The relationship between the cannabis industry and intellectual property laws in the United States is unique and complicated, in many ways mirroring the nation’s collective views on the cannabis plant. This is unfortunate, in part because the law abhors uncertainty and, in part, because cannabis companies are currently undergoing a renaissance, which has fostered an explosion of novel and creative concepts that the intellectual property laws of this county were designed to protect.
A recent decision shows, however, that despite changes in cannabis laws in many states and the growing cannabis industry throughout the country, obtaining a federal trademark for hemp derived products remains an uphill battle. On June 16, 2020, in In re Stanley Brothers Social Enterprises, LLC, the federal Trademark Trial and Appeal Board (TTAB) affirmed the refusal to register a trademark in connection with “hemp oil extracts sold as an integral component of dietary and nutritional supplements” on the grounds that hemp oil extracts be marketed and sold as “dietary supplements” were per se illegal under the Food, Drug & Cosmetics Act (FDCA).

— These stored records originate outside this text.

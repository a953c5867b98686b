use eframe::egui::{Align2, Color32, FontId, RichText, ScrollArea, Sense, Ui, Vec2};
use egui_plot::{Bar, BarChart, Legend, Line, Plot, PlotPoints};

use crate::color;
use crate::data::aggregate::CHART_YEAR_RANGE;
use crate::data::model::{CountryYear, Status};
use crate::state::AppState;

// ---------------------------------------------------------------------------
// Timeline view – non-abolition line chart + latest-year distribution bars
// ---------------------------------------------------------------------------

/// Render the time-series/bar combo view.
pub fn timeline(ui: &mut Ui, state: &AppState) {
    let (lo, hi) = CHART_YEAR_RANGE;
    ui.heading(format!("Global Death Penalty Statistics ({lo} - {hi})"));
    ui.add_space(4.0);

    if state.timeline.is_empty() && state.distribution.is_none() {
        empty_placeholder(ui, "No data in the charted year range.");
        return;
    }

    let half_height = ui.available_height() * 0.6;
    ui.columns(2, |cols: &mut [Ui]| {
        non_abolition_chart(&mut cols[0], state, half_height);
        distribution_chart(&mut cols[1], state, half_height);
    });

    ui.add_space(8.0);
    status_legend(ui);
}

fn non_abolition_chart(ui: &mut Ui, state: &AppState, height: f32) {
    ui.label("Number of Countries That Have Not Abolished the Death Penalty");

    let points: PlotPoints = state
        .timeline
        .iter()
        .map(|c| [c.year as f64, c.count as f64])
        .collect();

    Plot::new("non_abolition_over_time")
        .height(height)
        .x_axis_label("Year")
        .y_axis_label("Countries with Death Penalty")
        .allow_drag(true)
        .allow_zoom(true)
        .allow_scroll(true)
        .show(ui, |plot_ui| {
            plot_ui.line(Line::new(points).color(Color32::LIGHT_BLUE).width(1.5));
        });
}

fn distribution_chart(ui: &mut Ui, state: &AppState, height: f32) {
    let Some((year, counts)) = &state.distribution else {
        empty_placeholder(ui, "No data for the distribution chart.");
        return;
    };
    ui.label(format!("Distribution of Death Penalty Status in {year}"));

    let bars: Vec<Bar> = counts
        .iter()
        .map(|c| {
            Bar::new(c.status.code() as f64, c.count as f64)
                .width(0.7)
                .fill(color::status_color(c.status))
                .name(c.status.label())
        })
        .collect();

    Plot::new("status_distribution")
        .height(height)
        .x_axis_label("Death Penalty Status")
        .y_axis_label("Number of Countries")
        .allow_drag(true)
        .allow_zoom(true)
        .allow_scroll(true)
        .show(ui, |plot_ui| {
            plot_ui.bar_chart(BarChart::new(bars));
        });
}

// ---------------------------------------------------------------------------
// Map view – one tile per country, colored by status
// ---------------------------------------------------------------------------

/// Render the world status view for the selected year. The choropleth of the
/// original is drawn as a tile grid: one colored tile per ISO3-mapped
/// country. Rows without an ISO3 code cannot be placed and are skipped.
pub fn map(ui: &mut Ui, state: &AppState) {
    ui.heading(format!("Global Death Penalty Status in {}", state.map_year));
    ui.add_space(4.0);

    let records = state.map_records();
    let mut mapped: Vec<&CountryYear> = records
        .iter()
        .copied()
        .filter(|r| r.iso3.is_some())
        .collect();
    mapped.sort_by(|a, b| a.iso3.cmp(&b.iso3));
    let skipped = records.len() - mapped.len();

    if mapped.is_empty() {
        empty_placeholder(
            ui,
            &format!("No mappable data for {}.", state.map_year),
        );
        return;
    }

    if skipped > 0 {
        ui.label(
            RichText::new(format!(
                "{skipped} countries have no ISO3 code and are not shown"
            ))
            .weak(),
        );
        ui.add_space(4.0);
    }

    ScrollArea::vertical()
        .auto_shrink([false, false])
        .show(ui, |ui: &mut Ui| {
            ui.horizontal_wrapped(|ui: &mut Ui| {
                ui.spacing_mut().item_spacing = Vec2::splat(4.0);
                for rec in &mapped {
                    country_tile(ui, rec);
                }
            });
            ui.add_space(8.0);
            status_legend(ui);
        });
}

fn country_tile(ui: &mut Ui, rec: &CountryYear) {
    // mapped rows only reach this point
    let iso3 = rec.iso3.as_deref().unwrap_or("???");
    let fill = color::status_color(rec.status);

    let (rect, response) = ui.allocate_exact_size(Vec2::new(56.0, 34.0), Sense::hover());
    if ui.is_rect_visible(rect) {
        let painter = ui.painter();
        painter.rect_filled(rect, 3.0, fill);
        painter.text(
            rect.center(),
            Align2::CENTER_CENTER,
            iso3,
            FontId::monospace(13.0),
            contrast_text_color(fill),
        );
    }
    response.on_hover_text(format!("{} — {}", rec.country, rec.status.label()));
}

/// Black on light tiles, white on dark ones.
fn contrast_text_color(fill: Color32) -> Color32 {
    let luma =
        0.299 * fill.r() as f32 + 0.587 * fill.g() as f32 + 0.114 * fill.b() as f32;
    if luma > 140.0 {
        Color32::BLACK
    } else {
        Color32::WHITE
    }
}

// ---------------------------------------------------------------------------
// Trend view – one line per status code over the full year range
// ---------------------------------------------------------------------------

/// Render the status-trend view.
pub fn trend(ui: &mut Ui, state: &AppState) {
    ui.heading("Trends in Death Penalty Policies Over Time");
    ui.add_space(4.0);

    if state.trend.is_empty() {
        empty_placeholder(ui, "No trend data.");
        return;
    }

    let plot_height = ui.available_height() * 0.7;
    Plot::new("status_trend")
        .height(plot_height)
        .legend(Legend::default())
        .x_axis_label("Year")
        .y_axis_label("Number of Countries")
        .allow_drag(true)
        .allow_zoom(true)
        .allow_scroll(true)
        .show(ui, |plot_ui| {
            for status in Status::ALL {
                let points: PlotPoints = state
                    .trend
                    .iter()
                    .filter(|p| p.status == status)
                    .map(|p| [p.year as f64, p.count as f64])
                    .collect();

                plot_ui.line(
                    Line::new(points)
                        .name(status.to_string())
                        .color(color::status_color(status))
                        .width(1.5),
                );
            }
        });

    ui.add_space(8.0);
    status_legend(ui);
}

// ---------------------------------------------------------------------------
// Shared bits
// ---------------------------------------------------------------------------

/// The status-code legend shown under every view, in the wording of the
/// source dataset's documentation.
fn status_legend(ui: &mut Ui) {
    ui.strong("Death Penalty Status Values:");
    for (label, swatch) in color::legend_entries() {
        ui.horizontal(|ui: &mut Ui| {
            let (rect, _) = ui.allocate_exact_size(Vec2::new(12.0, 12.0), Sense::hover());
            ui.painter().rect_filled(rect, 2.0, swatch);
            ui.label(label);
        });
    }
}

fn empty_placeholder(ui: &mut Ui, message: &str) {
    ui.centered_and_justified(|ui: &mut Ui| {
        ui.heading(message);
    });
}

In order for a trademark to qualify for federal registration, the mark must lawfully be used in commerce. When a trademark application is reviewed by the USPTO, however, the mark’s use will be presumed lawful unless the application record indicates a violation of federal law. The USPTO will evaluate whether the goods or services associated with a mark are per se illegal.
Stanley Brothers Social Enterprises, LLC is a Colorado marijuana grower that produces various cannabis derivative products. One of those products is an oil extracted from the cannabis plant that is high in cannabidiol (CBD) content and low in tetrahydrocannabinol (THC). Stanley Brothers sought registration of the “CW” mark for its CBD oil, which was marketed as a dietary supplement that can be used “to promote mind and body wellness.” The examining attorney refused registration on the grounds that the mark’s use in commerce was illegal because the goods are illegal under the FDCA and the Controlled Substance Act (CSA).
On appeal, the TTAB did not address the legality of the CBD oil products under the CSA. Rather, the board held that the CBD oil products were per se illegal under the FDCA and thus ineligible for trademark registration. In refusing registration, the TTAB focused on a provision of the FDCA that bans “any foods to which has been added . . . a drug or biological product which substantial clinical investigations have been instituted and for which the existence of such investigations has been made public.”
The TTAB was unpersuaded by Stanley Brother’s argument that their dietary supplements are not food under the FDCA and ruled that FDCA definition of foods includes certain products marketed as “dietary supplements” and affirmed the examining attorney’s contention that “hemp oil extracts,” such as CBD oil, are food to which CBD has been added. Specifically, because Stanley Brothers identified their “CW” CBD oil products as “an integral component of dietary and nutritional supplements,” the products are deemed to be food under the FDCA. The TTAB also rejected Stanley Brother’s argument that the 2014 Farm Bill’s Industrial Hemp Provision exempted it from the FDCA provision regarding food. The TTAB reasoned that the Industrial Hemp Provision permits authorized entities to “grow or cultivate industrial hemp,” but did not permit “the distribution or sale of CBD in food when CBD is the subject of clinical investigation, even if the CBD is derived from industrial hemp which falls outside the CSA.” Stanley Brothers also argued that their product was in the market prior to the institution of any substantial clinical investigation; however, the TTAB found that this argument was unsupported by the evidence.
The ruling in In re Stanley is not an absolute bar on trademarks for CBD products, in fact, numerous trademark registrations for various CBD products, such as essential oils, have been issued. Nevertheless, companies in the hemp and cannabis industry will need to consider their trademark strategy and product marketing carefully. While, for now, at least, the USPTO has made it clear that trademarks for CBD products used in food and dietary supplements are illegal under the FDCA and not eligible for registration, companies may still be able to acquire trademark protections for related or ancillary non-food CBD products.